The whole piece is about some audience members rudely disciplining other audience members for trivial things. This is, of course, consistent with the over-arching Narrative these days that classical concerts are too stiff and formal and should more resemble the mosh pit at the local dance club. That this account is selective and anecdotal I can demonstrate by relating a contrasting story. My students told me of an occasion when they were attending one of my concerts: solo classical guitar so rather quiet. Directly behind them two people were carrying on a conversation that was very disturbing to the enjoyment of the concert. In between pieces, one of my students requested that they not talk during the concert and was immediately threatened with bodily harm for being so bold!
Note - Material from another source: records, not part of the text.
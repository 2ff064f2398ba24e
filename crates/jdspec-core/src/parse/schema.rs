use indexmap::IndexMap;
use serde::{Deserialize, Serialize};

use super::extensions::Extensions;

/// Vendor field naming the cloud module a model belongs to.
pub const X_JDCLOUD_MODULE: &str = "x-jdcloud-module";

/// A Swagger 2.0 schema object.
///
/// Validation keywords not modelled here are carried through `extensions`
/// unchanged.
#[derive(Debug, Clone, PartialEq, Default, Serialize, Deserialize)]
pub struct Schema {
    #[serde(rename = "$ref", skip_serializing_if = "Option::is_none")]
    pub ref_path: Option<String>,

    /// Either a single type name or an array of them.
    #[serde(rename = "type", skip_serializing_if = "Option::is_none")]
    pub schema_type: Option<serde_json::Value>,

    #[serde(skip_serializing_if = "Option::is_none")]
    pub format: Option<String>,

    #[serde(skip_serializing_if = "Option::is_none")]
    pub title: Option<String>,

    #[serde(skip_serializing_if = "Option::is_none")]
    pub description: Option<String>,

    #[serde(rename = "default", skip_serializing_if = "Option::is_none")]
    pub default_value: Option<serde_json::Value>,

    #[serde(default, skip_serializing_if = "Vec::is_empty")]
    pub required: Vec<String>,

    #[serde(rename = "enum", default, skip_serializing_if = "Vec::is_empty")]
    pub enum_values: Vec<serde_json::Value>,

    #[serde(default, skip_serializing_if = "IndexMap::is_empty")]
    pub properties: IndexMap<String, Schema>,

    #[serde(skip_serializing_if = "Option::is_none")]
    pub items: Option<Box<Schema>>,

    #[serde(rename = "allOf", default, skip_serializing_if = "Vec::is_empty")]
    pub all_of: Vec<Schema>,

    #[serde(
        rename = "additionalProperties",
        skip_serializing_if = "Option::is_none"
    )]
    pub additional_properties: Option<AdditionalProperties>,

    #[serde(skip_serializing_if = "Option::is_none")]
    pub discriminator: Option<String>,

    #[serde(rename = "readOnly", skip_serializing_if = "Option::is_none")]
    pub read_only: Option<bool>,

    #[serde(skip_serializing_if = "Option::is_none")]
    pub example: Option<serde_json::Value>,

    #[serde(rename = "x-jdcloud-module", skip_serializing_if = "Option::is_none")]
    pub module: Option<String>,

    #[serde(flatten)]
    pub extensions: Extensions,
}

/// `additionalProperties` can be a boolean or a schema.
#[derive(Debug, Clone, PartialEq, Serialize, Deserialize)]
#[serde(untagged)]
pub enum AdditionalProperties {
    Bool(bool),
    Schema(Box<Schema>),
}

impl Schema {
    /// A schema that is nothing but a `$ref`.
    pub fn reference(ref_path: impl Into<String>) -> Self {
        Self {
            ref_path: Some(ref_path.into()),
            ..Self::default()
        }
    }

    /// Visit every schema nested below this one: properties, items, allOf
    /// members and schema-valued additionalProperties. Depth first, parents
    /// before children; `self` is not visited.
    pub fn walk_children_mut(&mut self, f: &mut impl FnMut(&mut Schema)) {
        for prop in self.properties.values_mut() {
            f(prop);
            prop.walk_children_mut(f);
        }
        if let Some(items) = self.items.as_deref_mut() {
            f(items);
            items.walk_children_mut(f);
        }
        for member in &mut self.all_of {
            f(member);
            member.walk_children_mut(f);
        }
        if let Some(AdditionalProperties::Schema(extra)) = self.additional_properties.as_mut() {
            let extra: &mut Schema = extra;
            f(extra);
            extra.walk_children_mut(f);
        }
    }
}
//! Rendering partitions into files.

use serde_json::Value;

use crate::GeneratedFile;
use crate::config::{JdspecConfig, OutputFormat};
use crate::error::EmitError;
use crate::parse::spec::Swagger;
use crate::transform::Partitions;
use crate::transform::ref_rewrite::{MODEL_DIR, rewrite_refs};

/// Directory holding one document per bucket, relative to the output root.
pub const SERVICE_DIR: &str = "service";

/// Output encoding and reference layout.
#[derive(Debug, Clone)]
pub struct EmitOptions {
    pub format: OutputFormat,
    /// JSON only; YAML has a single layout.
    pub compact: bool,
    /// Prefix placed before `model/` in rewritten references.
    pub ref_base: String,
}

impl Default for EmitOptions {
    fn default() -> Self {
        Self {
            format: OutputFormat::Yaml,
            compact: false,
            ref_base: "..".to_string(),
        }
    }
}

impl From<&JdspecConfig> for EmitOptions {
    fn from(cfg: &JdspecConfig) -> Self {
        Self {
            format: cfg.format,
            compact: cfg.compact,
            ref_base: cfg.ref_base.clone(),
        }
    }
}

/// Render `service/<bucket>.<ext>` and `model/<Model>.<ext>` files.
pub fn render(
    partitions: &Partitions,
    options: &EmitOptions,
) -> Result<Vec<GeneratedFile>, EmitError> {
    let ext = options.format.extension();
    let mut files = Vec::with_capacity(partitions.services.len() + partitions.models.len());

    for (bucket, doc) in &partitions.services {
        let path = format!("{SERVICE_DIR}/{bucket}.{ext}");
        let content = render_document(&path, doc, options)?;
        files.push(GeneratedFile { path, content });
    }

    for (model, doc) in &partitions.models {
        let path = format!("{MODEL_DIR}/{model}.{ext}");
        let content = render_document(&path, doc, options)?;
        files.push(GeneratedFile { path, content });
    }

    Ok(files)
}

/// Encode one document, going through a JSON tree so references can be
/// rewritten structurally before the final encoding.
pub fn render_document(
    label: &str,
    doc: &Swagger,
    options: &EmitOptions,
) -> Result<String, EmitError> {
    let json_err = |source| EmitError::Json {
        document: label.to_string(),
        source,
    };

    let mut tree: Value = serde_json::to_value(doc).map_err(json_err)?;
    let rewritten = rewrite_refs(&mut tree, &options.ref_base, options.format.extension());
    log::debug!("{label}: rewrote {rewritten} references");

    match options.format {
        OutputFormat::Yaml => serde_yaml_ng::to_string(&tree).map_err(|source| EmitError::Yaml {
            document: label.to_string(),
            source,
        }),
        OutputFormat::Json if options.compact => serde_json::to_string(&tree).map_err(json_err),
        OutputFormat::Json => serde_json::to_string_pretty(&tree)
            .map(|s| s + "\n")
            .map_err(json_err),
    }
}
On the whole, I would say that it is my belief that the scale is weighted on the side of those people who prefer a more tranquil concert experience as opposed to those who talk, gesture wildly, receive and send text messages, refuse to turn their phones off, unwrap candies loudly and so on. Those are the ones who are far more annoying than the ones who are simply requesting that their neighbors not interfere with their enjoyment of the concert. But that goes against The Narrative...

* * * 

For our musical envoi let's have some of that very early Mozart that his sister likely did NOT help him with. This is his Symphony No. 1 in E flat, K. 16, written in 1764 when he was eight years old:

Thursday, September 24, 2015

Un peu de Messiaen

Blogging will be light for a while, but in the meantime have a listen to this, the first movement of Messiaen's Des canyons aux étoiles... The title is "Le Désert". One of the unusual instruments is the eoliphone or wind machine. Like most pieces by Messiaen, a birdsong is heard, in this case, the hoopoe lark from the Sahara.

The miracle in music like this is however does Messiaen hold it together despite such incredible diversity of materials and means?

Wednesday, September 23, 2015

Last Night's concert

I'm not likely to have much for you today. Last night three of my songs from Songs from the Poets were featured in a concert here at Bellas Artes. The soloist was Canadian soprano Hannah Pagenkopf who did a great job. Probably the big hit was my setting of Annus Mirabilis on the poem by Philip Larkin, a rather sardonic account of the 60s sexual revolution. It begins with the singer shouting out "sexual intercourse!" and the guitar part is larded with quotes from the Beatles' first LP, mentioned in the poem. At the after-concert gathering people from time to time would call out "sexual intercourse" in the rhythm of the song. Some audience members told me afterwards that their favorite was the song "Listening to a monk from Shu playing the lute" by Li Po, the 8th century Chinese poet. Each song is in a musical idiom proper to the poem, so in that one I use a preparation to make the guitar sound a bit like a Chinese bell.

Here is a poster for the concert:

Do you notice the error on the poster? My songs were not written in the 20th, but rather in the 21st century.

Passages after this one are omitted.